• **What you should do**
The answer should be each line from the entries below that has the word "description" in it.

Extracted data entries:
╔══
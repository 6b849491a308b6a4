//! Installation service pricing.

use crate::config::{INSTALLATION_BASE, INSTALLATION_RATE};

/// Installation price: base fee plus a rate per m² of glazing.
pub fn calculate_installation_cost(area_m2: f64) -> f64 {
    INSTALLATION_BASE + area_m2 * INSTALLATION_RATE
}

#[cfg(test)]
mod tests {
    use super::*;

    #[test]
    fn test_installation_cost() {
        assert_eq!(calculate_installation_cost(0.0), 150.0);
        assert_eq!(calculate_installation_cost(2.0), 250.0);
    }
}
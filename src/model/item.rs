//! QuoteItem - One priced line of a quote.

use super::{Dimension, FrameSpec, GlassSpec, HardwareSpec, NamedOption};
use crate::pricing::{FrameCost, GlassCost};
use serde::{Deserialize, Serialize};

/// Line item category. Glass, frame and hardware are materials; service is labor.
#[derive(Debug, Clone, Copy, PartialEq, Eq, Hash, Serialize, Deserialize)]
#[serde(rename_all = "kebab-case", try_from = "String")]
pub enum ItemCategory {
    Glass,
    Frame,
    Hardware,
    Service,
}

impl ItemCategory {
    /// Check if this category counts toward the materials subtotal.
    pub fn is_material(&self) -> bool {
        matches!(self, Self::Glass | Self::Frame | Self::Hardware)
    }

    /// Check if this category counts toward the labor subtotal.
    pub fn is_labor(&self) -> bool {
        *self == Self::Service
    }
}

impl NamedOption for ItemCategory {
    const KIND: &'static str = "item category";

    fn all() -> &'static [Self] {
        &[Self::Glass, Self::Frame, Self::Hardware, Self::Service]
    }

    fn name(&self) -> &'static str {
        match self {
            Self::Glass => "glass",
            Self::Frame => "frame",
            Self::Hardware => "hardware",
            Self::Service => "service",
        }
    }
}

named_option_traits!(ItemCategory);

/// How an item was generated, with the calculator breakdown.
#[derive(Debug, Clone, PartialEq, Serialize, Deserialize)]
#[serde(tag = "kind", rename_all = "kebab-case")]
pub enum ItemSpec {
    Glass {
        spec: GlassSpec,
        dimension: Dimension,
        cost: GlassCost,
    },
    Frame {
        spec: FrameSpec,
        cost: FrameCost,
    },
    Hardware {
        spec: HardwareSpec,
    },
    Installation {
        area_m2: f64,
        includes: Vec<String>,
    },
    /// Entered by hand, no calculator involved.
    Manual,
}

/// One line of a quote (QuoteItem).
#[derive(Debug, Clone, PartialEq, Serialize, Deserialize)]
pub struct QuoteItem {
    /// Identifier, unique within its quote.
    pub id: u32,
    /// Category for the materials/labor split.
    pub category: ItemCategory,
    /// Free-text description.
    pub description: String,
    /// Quantity, editable.
    pub quantity: f64,
    /// Unit label, e.g. "pc", "kit".
    pub unit: String,
    /// Unit price, editable.
    pub unit_price: f64,
    /// Always quantity x unit price.
    pub total_price: f64,
    /// Generation details as computed when the item was added. Quantity and
    /// price edits do not change them.
    pub spec: ItemSpec,
}

impl QuoteItem {
    /// Create an item; total price is derived.
    pub fn new(
        id: u32,
        category: ItemCategory,
        description: impl Into<String>,
        quantity: f64,
        unit: impl Into<String>,
        unit_price: f64,
    ) -> Self {
        Self {
            id,
            category,
            description: description.into(),
            quantity,
            unit: unit.into(),
            unit_price,
            total_price: quantity * unit_price,
            spec: ItemSpec::Manual,
        }
    }

    /// Attach generation details.
    pub fn with_spec(mut self, spec: ItemSpec) -> Self {
        self.spec = spec;
        self
    }

    /// Change the quantity and recompute the total.
    pub fn set_quantity(&mut self, quantity: f64) {
        self.quantity = quantity;
        self.recompute_total();
    }

    /// Change the unit price and recompute the total.
    pub fn set_unit_price(&mut self, unit_price: f64) {
        self.unit_price = unit_price;
        self.recompute_total();
    }

    fn recompute_total(&mut self) {
        self.total_price = self.quantity * self.unit_price;
    }
}
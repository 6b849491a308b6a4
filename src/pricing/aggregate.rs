//! Quote totals: materials, labor and the markup stack.

use crate::config::MarkupRates;
use crate::model::{QuoteItem, QuoteTotals};

/// Aggregate items with the default markup stack (5% losses, 10% overhead, 30% profit).
pub fn aggregate(items: &[QuoteItem]) -> QuoteTotals {
    aggregate_with(items, &MarkupRates::default())
}

/// Aggregate items with an explicit markup stack.
///
/// Losses and overhead are taken on the subtotal; profit is taken on the cost
/// total, which already includes losses and overhead.
pub fn aggregate_with(items: &[QuoteItem], rates: &MarkupRates) -> QuoteTotals {
    let materials: f64 = items
        .iter()
        .filter(|item| item.category.is_material())
        .map(|item| item.total_price)
        .sum();

    let labor: f64 = items
        .iter()
        .filter(|item| item.category.is_labor())
        .map(|item| item.total_price)
        .sum();

    let subtotal = materials + labor;
    let losses = subtotal * rates.losses;
    let overhead = subtotal * rates.overhead;
    let cost_total = subtotal + losses + overhead;
    let profit = cost_total * rates.profit;

    QuoteTotals {
        materials,
        labor,
        subtotal,
        losses,
        overhead,
        cost_total,
        profit,
        grand_total: cost_total + profit,
    }
}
╚══
• **Result for this exercise**
    /// Free-text description.
    pub description: String,
        description: impl Into<String>,
            description: description.into(),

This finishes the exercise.